§ **Task statement**:
Go line by line through the data below and count those with the string "GitHubClient". Give the number only.

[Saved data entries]
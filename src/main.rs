use anyhow::{Context, Result};
use clap::{Args, Parser, Subcommand};
use codelift::config::{self, Config};
use codelift::github::{self, AuthInstructions, DeviceFlowCallbacks, GitHubClient, RepoRef};
use codelift::history::HistoryStore;
use codelift::logging;
use codelift::source;
use codelift::suggest::llm::OpenRouterClient;
use codelift::suggest::{
    AnalysisRequest, AnalysisResponse, EnhancementResponse, Suggester, Suggestions,
};
use std::path::{Path, PathBuf};
use std::process::ExitCode;
use std::sync::Arc;

#[derive(Parser, Debug)]
#[command(
    name = "codelift",
    about = "Modernize legacy HTML/CSS/JS with AI suggestions",
    version
)]
struct Cli {
    /// Show debug logs on stderr
    #[arg(short, long, global = true)]
    verbose: bool,

    #[command(subcommand)]
    command: Command,
}

#[derive(Subcommand, Debug)]
enum Command {
    /// Suggest components, styles and a project layout for legacy code
    Analyze(AnalyzeArgs),
    /// Rewrite one file following an instruction
    Enhance {
        file: PathBuf,
        /// What to change, e.g. "Add a dark mode toggle"
        #[arg(short, long)]
        instruction: String,
        /// Replace the file with the enhanced version
        #[arg(short, long)]
        write: bool,
        /// Print the JSON response instead of the code
        #[arg(long)]
        json: bool,
    },
    /// Previously analyzed snippets
    #[command(subcommand)]
    History(HistoryCommand),
    /// Browse and update GitHub repositories
    #[command(subcommand)]
    Github(GithubCommand),
    /// Store the OpenRouter API key
    Setup,
    /// Show configuration
    Config,
}

#[derive(Args, Debug)]
struct AnalyzeArgs {
    /// Files or directories to analyze; `-` or nothing reads stdin
    inputs: Vec<PathBuf>,
    #[command(flatten)]
    output: OutputArgs,
    /// Do not record the input in history
    #[arg(long)]
    no_history: bool,
}

#[derive(Args, Debug)]
struct OutputArgs {
    /// Print the JSON response
    #[arg(long)]
    json: bool,
    /// Write the generated project files into this directory
    #[arg(short, long, value_name = "DIR")]
    out: Option<PathBuf>,
    /// Enhance one generated project file before it is shown or written
    #[arg(long, value_name = "PATH", requires = "instruction")]
    refine: Option<String>,
    /// Instruction for --refine
    #[arg(long, value_name = "TEXT")]
    instruction: Option<String>,
}

#[derive(Subcommand, Debug)]
enum HistoryCommand {
    /// List snippets, newest first
    List,
    /// Print one snippet
    Show { number: usize },
    /// Analyze a snippet again
    Analyze {
        number: usize,
        #[command(flatten)]
        output: OutputArgs,
    },
    /// Delete one snippet
    Delete { number: usize },
    /// Delete every snippet
    Clear,
}

#[derive(Subcommand, Debug)]
enum GithubCommand {
    /// Authenticate with GitHub (device flow)
    Login,
    /// Forget the stored GitHub token
    Logout,
    /// List your repositories
    Repos,
    /// List a directory
    Ls {
        #[arg(default_value = "")]
        path: String,
        /// owner/repo; defaults to the GitHub remote of the current repository
        #[arg(short, long)]
        repo: Option<String>,
    },
    /// Print or download a file
    Get {
        path: String,
        #[arg(short, long)]
        repo: Option<String>,
        /// Save to this file instead of printing
        #[arg(short, long)]
        output: Option<PathBuf>,
    },
    /// Commit a local file to the repository
    Push {
        /// Destination path in the repository
        path: String,
        #[arg(short, long)]
        repo: Option<String>,
        /// Local file to upload
        #[arg(short, long)]
        file: PathBuf,
        /// Commit message
        #[arg(short, long)]
        message: String,
    },
}

#[tokio::main]
async fn main() -> ExitCode {
    let cli = Cli::parse();
    logging::init(cli.verbose);

    match run(cli.command).await {
        Ok(code) => code,
        Err(err) => {
            eprintln!("Error: {:#}", err);
            ExitCode::FAILURE
        }
    }
}

async fn run(command: Command) -> Result<ExitCode> {
    let config = Config::load();
    match command {
        Command::Analyze(args) => {
            let blob = source::load_inputs(&args.inputs)?;
            if !args.no_history && config.record_history && !blob.trim().is_empty() {
                record_history(&config, &blob);
            }
            analyze(&config, &blob, &args.output).await
        }
        Command::Enhance {
            file,
            instruction,
            write,
            json,
        } => enhance(&config, &file, &instruction, write, json).await,
        Command::History(cmd) => history(&config, cmd).await,
        Command::Github(cmd) => github_command(&config, cmd).await,
        Command::Setup => {
            config::setup_api_key_interactive()?;
            Ok(ExitCode::SUCCESS)
        }
        Command::Config => {
            show_config(&config);
            Ok(ExitCode::SUCCESS)
        }
    }
}

fn suggester(config: &Config) -> Result<Suggester> {
    let client = OpenRouterClient::from_config(config)?;
    Ok(Suggester::new(Arc::new(client)))
}

fn record_history(config: &Config, blob: &str) {
    let result = HistoryStore::open(config.history_limit).and_then(|store| store.record(blob));
    if let Err(err) = result {
        tracing::warn!("Could not record history: {:#}", err);
    }
}

async fn analyze(config: &Config, blob: &str, output: &OutputArgs) -> Result<ExitCode> {
    // Blank input is rejected before a client (and its API key) is needed.
    let result = match AnalysisRequest::new(blob) {
        Ok(_) => {
            let suggester = suggester(config)?;
            let mut result = suggester.analyze(blob).await;
            if let (Ok(suggestions), Some(path)) = (&mut result, &output.refine) {
                let instruction = output.instruction.as_deref().unwrap_or_default();
                match suggester
                    .enhance_file(&mut suggestions.project, path, instruction)
                    .await
                {
                    Ok(_) => eprintln!("Enhanced {}", path),
                    Err(err) => eprintln!("warning: could not enhance {}: {}", path, err),
                }
            }
            result
        }
        Err(err) => Err(err),
    };

    if let Ok(suggestions) = &result {
        if suggestions.is_degraded() {
            let missing: Vec<_> = suggestions.degraded.iter().map(|b| b.label()).collect();
            eprintln!(
                "warning: {} unavailable, showing partial results",
                missing.join(" and ")
            );
        }
        if let Some(usage) = &suggestions.usage {
            tracing::debug!(
                tokens = usage.total_tokens,
                cost = usage.cost(),
                "analysis usage"
            );
        }
        if let Some(dir) = &output.out {
            let written = suggestions.project.write_to(dir)?;
            eprintln!("Wrote {} file(s) to {}", written.len(), dir.display());
        }
    }

    let failed = result.is_err();
    if output.json {
        let response = AnalysisResponse::from(result);
        println!("{}", serde_json::to_string_pretty(&response)?);
    } else {
        match result {
            Ok(suggestions) => print_suggestions(&suggestions),
            Err(err) => eprintln!("Error: {}", err),
        }
    }

    Ok(if failed {
        ExitCode::FAILURE
    } else {
        ExitCode::SUCCESS
    })
}

fn print_section(title: &str, body: &str) {
    println!("── {} ──", title);
    if body.trim().is_empty() {
        println!("(none)");
    } else {
        println!("{}", body.trim_end());
    }
    println!();
}

fn print_suggestions(suggestions: &Suggestions) {
    print_section("Components", &suggestions.components);
    print_section("Styles", &suggestions.styles);
    print_section(
        &format!("Project ({} files)", suggestions.project.len()),
        &suggestions.project.tree(),
    );
}

async fn enhance(
    config: &Config,
    file: &Path,
    instruction: &str,
    write: bool,
    json: bool,
) -> Result<ExitCode> {
    let content = std::fs::read_to_string(file)
        .with_context(|| format!("Failed to read {}", file.display()))?;
    let result = suggester(config)?.enhance(&content, instruction).await;

    if write {
        if let Ok(enhancement) = &result {
            std::fs::write(file, &enhancement.enhanced_code)
                .with_context(|| format!("Failed to write {}", file.display()))?;
            eprintln!("Updated {}", file.display());
        }
    }

    let failed = result.is_err();
    if json {
        let response = EnhancementResponse::from(result);
        println!("{}", serde_json::to_string_pretty(&response)?);
    } else {
        match result {
            Ok(enhancement) if !write => println!("{}", enhancement.enhanced_code),
            Ok(_) => {}
            Err(err) => eprintln!("Error: {}", err),
        }
    }

    Ok(if failed {
        ExitCode::FAILURE
    } else {
        ExitCode::SUCCESS
    })
}

/// History numbers shown to users start at 1.
fn history_index(number: usize) -> Result<usize> {
    number
        .checked_sub(1)
        .context("History numbers start at 1 (see 'codelift history list')")
}

async fn history(config: &Config, cmd: HistoryCommand) -> Result<ExitCode> {
    let store = HistoryStore::open(config.history_limit)?;
    match cmd {
        HistoryCommand::List => {
            let entries = store.list()?;
            if entries.is_empty() {
                println!("No history yet.");
            }
            for (i, entry) in entries.iter().enumerate() {
                println!(
                    "{:>3}  {}  {}",
                    i + 1,
                    entry.created_at.format("%Y-%m-%d %H:%M"),
                    entry.preview()
                );
            }
        }
        HistoryCommand::Show { number } => {
            let entry = store
                .get(history_index(number)?)?
                .with_context(|| format!("No history entry #{}", number))?;
            println!("{}", entry.source);
        }
        HistoryCommand::Analyze { number, output } => {
            let entry = store
                .get(history_index(number)?)?
                .with_context(|| format!("No history entry #{}", number))?;
            return analyze(config, &entry.source, &output).await;
        }
        HistoryCommand::Delete { number } => {
            let removed = store
                .remove(history_index(number)?)?
                .with_context(|| format!("No history entry #{}", number))?;
            println!("Deleted: {}", removed.preview());
        }
        HistoryCommand::Clear => {
            let count = store.clear()?;
            println!("Cleared {} entr{}.", count, if count == 1 { "y" } else { "ies" });
        }
    }
    Ok(ExitCode::SUCCESS)
}

struct CliAuth;

impl DeviceFlowCallbacks for CliAuth {
    fn show_instructions(&mut self, instructions: &AuthInstructions) {
        println!();
        println!("  Open {} and enter the code:", instructions.verification_uri);
        println!();
        println!("      {}", instructions.user_code);
        println!();
        println!("  Waiting for authorization...");
    }

    fn poll_status(&mut self) -> bool {
        true
    }

    fn on_success(&mut self, username: &str) {
        println!("  + Signed in as {}", username);
    }

    fn on_error(&mut self, error: &str) {
        tracing::debug!("device flow failed: {}", error);
    }
}

fn resolve_repo(repo: Option<&str>) -> Result<RepoRef> {
    let cwd = std::env::current_dir().context("Failed to read current directory")?;
    RepoRef::resolve(repo, &cwd)
}

async fn github_command(config: &Config, cmd: GithubCommand) -> Result<ExitCode> {
    match cmd {
        GithubCommand::Login => {
            github::run_device_flow(config, &mut CliAuth).await?;
            return Ok(ExitCode::SUCCESS);
        }
        GithubCommand::Logout => {
            github::logout()?;
            println!("GitHub token removed.");
            return Ok(ExitCode::SUCCESS);
        }
        _ => {}
    }

    let client = GitHubClient::from_config(config)?;
    match cmd {
        GithubCommand::Repos => {
            for repo in client.list_repos().await? {
                println!("{}", repo.full_name);
            }
        }
        GithubCommand::Ls { path, repo } => {
            let repo = resolve_repo(repo.as_deref())?;
            for entry in client.list_dir(&repo.owner, &repo.repo, &path).await? {
                if entry.is_dir() {
                    println!("{}/", entry.path);
                } else {
                    println!("{}  ({} bytes)", entry.path, entry.size);
                }
            }
        }
        GithubCommand::Get { path, repo, output } => {
            let repo = resolve_repo(repo.as_deref())?;
            let file = client.get_file(&repo.owner, &repo.repo, &path).await?;
            match output {
                Some(dest) => {
                    std::fs::write(&dest, &file.content)
                        .with_context(|| format!("Failed to write {}", dest.display()))?;
                    eprintln!("Saved {} to {}", file.path, dest.display());
                }
                None => print!("{}", file.content),
            }
        }
        GithubCommand::Push {
            path,
            repo,
            file,
            message,
        } => {
            let repo = resolve_repo(repo.as_deref())?;
            let content = std::fs::read_to_string(&file)
                .with_context(|| format!("Failed to read {}", file.display()))?;
            let sha = client
                .update_file(&repo.owner, &repo.repo, &path, &content, &message)
                .await?;
            println!(
                "Committed {} to {} ({})",
                path,
                repo,
                sha.get(..7).unwrap_or(sha.as_str())
            );
        }
        GithubCommand::Login | GithubCommand::Logout => {}
    }
    Ok(ExitCode::SUCCESS)
}

fn show_config(config: &Config) {
    println!("Config file:   {}", Config::config_location());
    println!(
        "Model:         {}",
        config.model_override().as_deref().unwrap_or("(built-in tiers)")
    );
    println!("API base:      {}", config.api_base_url());
    println!("Timeout:       {}s", config.request_timeout_secs());
    println!("Max retries:   {}", config.max_retries());
    println!("GitHub API:    {}", config.github_api_base_url());
    println!("History limit: {}", config.history_limit);
    println!(
        "API key:       {}",
        if config.has_api_key() {
            "configured"
        } else {
            "missing (run 'codelift setup')"
        }
    );
    println!(
        "GitHub:        {}",
        if github::is_authenticated() {
            "authenticated"
        } else {
            "not authenticated"
        }
    );
}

§ **Final answer**:
2